The membrane-bound ephrin-ligand of a cell contacts its signaling partner, the Eph-receptor on another cell. The binding of ephrin to the Eph-receptor triggers a signaling cascade into the receptor-bearing cell, which leads to a change in the cytoskeleton. A possible result of this contact is the repulsion of the two cells from each other. The message to the Eph-bearing cell: This is the wrong way.
The special feature of the ephrin/Eph signaling pathway is its ability to work in reverse as well, albeit with different consequences. Then the ephrin/Eph binding complex triggers in the ephrin-cell a signaling cascade. This bi-directional communication allows cells to better modulate signals. The communication via ephrin/Eph thus seems able to relay a whole bunch of news, ranging from "come closer" to "turn around".

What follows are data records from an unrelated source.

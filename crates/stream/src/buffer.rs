use std::sync::atomic::{AtomicU64, Ordering};
use std::sync::Arc;

use crossbeam::queue::ArrayQueue;
use orbital_models::Event;
use tokio::sync::Notify;

pub const DEFAULT_BUFFER_CAPACITY: usize = 1000;

/// Bounded outbound queue owned by a single subscriber.
///
/// The broadcast hub is the only producer and the subscriber's stream writer
/// the only consumer. When the queue is full the oldest queued event is
/// evicted to make room, so `push` never waits on a slow reader.
#[derive(Debug)]
pub struct SubscriberBuffer {
    queue: ArrayQueue<Arc<Event>>,
    ready: Notify,
    evicted: AtomicU64,
}

impl SubscriberBuffer {
    pub fn new(capacity: usize) -> Self {
        Self {
            queue: ArrayQueue::new(capacity.max(1)),
            ready: Notify::new(),
            evicted: AtomicU64::new(0),
        }
    }

    /// Enqueue an event, evicting the oldest one if the buffer is full.
    /// Returns `true` when an eviction happened.
    pub fn push(&self, event: Arc<Event>) -> bool {
        let evicted = self.queue.force_push(event).is_some();
        if evicted {
            self.evicted.fetch_add(1, Ordering::Relaxed);
        }
        self.ready.notify_one();
        evicted
    }

    pub fn pop(&self) -> Option<Arc<Event>> {
        self.queue.pop()
    }

    /// Drain whatever is queued right now, oldest first. Events pushed while
    /// draining are left for the next call.
    pub fn pop_all_available(&self) -> Vec<Arc<Event>> {
        let available = self.queue.len();
        let mut events = Vec::with_capacity(available);
        for _ in 0..available {
            match self.queue.pop() {
                Some(event) => events.push(event),
                None => break,
            }
        }
        events
    }

    /// Resolves once a push has happened since the last wake-up.
    pub async fn ready(&self) {
        self.ready.notified().await;
    }

    pub fn len(&self) -> usize {
        self.queue.len()
    }

    pub fn is_empty(&self) -> bool {
        self.queue.is_empty()
    }

    pub fn capacity(&self) -> usize {
        self.queue.capacity()
    }

    pub fn evicted(&self) -> u64 {
        self.evicted.load(Ordering::Relaxed)
    }
}

impl Default for SubscriberBuffer {
    fn default() -> Self {
        Self::new(DEFAULT_BUFFER_CAPACITY)
    }
}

The ephrin/Eph signaling pathway is involved in many processes: wherever cells contact each other and have to separate again. Some examples for such processes include the conversion of neuronal stem cells into neurons in the adult brain, the breakdown of synaptic compounds, the inhibition of regeneration after a brain or spinal cord injury, and the metastasis of cancer cells. This list shows that decoding the ephrin/Eph signaling pathway also has great therapeutic potential.